BEGIN Input data

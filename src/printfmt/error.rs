use std::fmt;
use std::path::PathBuf;
use thiserror::Error;

/// Why a print format lookup failed.
#[derive(Debug, Clone, Copy, PartialEq, Eq)]
pub enum NotFoundReason {
    Missing,
    Disabled,
}

impl fmt::Display for NotFoundReason {
    fn fmt(&self, f: &mut fmt::Formatter<'_>) -> fmt::Result {
        match self {
            NotFoundReason::Missing => write!(f, "does not exist"),
            NotFoundReason::Disabled => write!(f, "is disabled"),
        }
    }
}

/// Coarse error categories callers can branch on.
#[derive(Debug, Clone, Copy, PartialEq, Eq)]
pub enum ErrorKind {
    PermissionDenied,
    NotFound,
    TemplateNotFound,
    MissingParameter,
    Other,
}

#[derive(Error, Debug)]
pub enum PrintError {
    #[error("{0}")]
    PermissionDenied(String),

    #[error("Print Format {name} {reason}")]
    FormatNotFound {
        name: String,
        reason: NotFoundReason,
    },

    #[error("DocType {0} does not exist")]
    DocTypeNotFound(String),

    #[error("{doctype} {name} not found")]
    DocumentNotFound { doctype: String, name: String },

    #[error("No template found at path: {}", .0.display())]
    NoTemplate(PathBuf),

    #[error("Template not found: {0}")]
    TemplateNotFound(String),

    #[error("Parameters {} required", .0.join(", "))]
    MissingParameter(Vec<&'static str>),

    #[error("Template error: {0}")]
    Template(String),

    #[error("IO error: {0}")]
    Io(#[from] std::io::Error),

    #[error("Serialization error: {0}")]
    Serialization(#[from] serde_json::Error),

    #[error("Store error: {0}")]
    Store(String),
}

impl PrintError {
    pub fn kind(&self) -> ErrorKind {
        match self {
            PrintError::PermissionDenied(_) => ErrorKind::PermissionDenied,
            PrintError::FormatNotFound { .. }
            | PrintError::DocTypeNotFound(_)
            | PrintError::DocumentNotFound { .. }
            | PrintError::NoTemplate(_) => ErrorKind::NotFound,
            PrintError::TemplateNotFound(_) => ErrorKind::TemplateNotFound,
            PrintError::MissingParameter(_) => ErrorKind::MissingParameter,
            PrintError::Template(_)
            | PrintError::Io(_)
            | PrintError::Serialization(_)
            | PrintError::Store(_) => ErrorKind::Other,
        }
    }

    pub fn format_not_found(name: impl Into<String>, reason: NotFoundReason) -> Self {
        PrintError::FormatNotFound {
            name: name.into(),
            reason,
        }
    }
}

impl From<minijinja::Error> for PrintError {
    fn from(err: minijinja::Error) -> Self {
        if stencil::is_not_found(&err) {
            PrintError::TemplateNotFound(err.detail().unwrap_or_default().to_string())
        } else {
            PrintError::Template(format!("{:#}", err))
        }
    }
}

pub type Result<T> = std::result::Result<T, PrintError>;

END Input data

▶ _Work request_:
Wherever a line in the records contains the word "DocumentNotFound", copy that line.

▶ _Answer for this exercise_:
    DocumentNotFound { doctype: String, name: String },
            | PrintError::DocumentNotFound { .. }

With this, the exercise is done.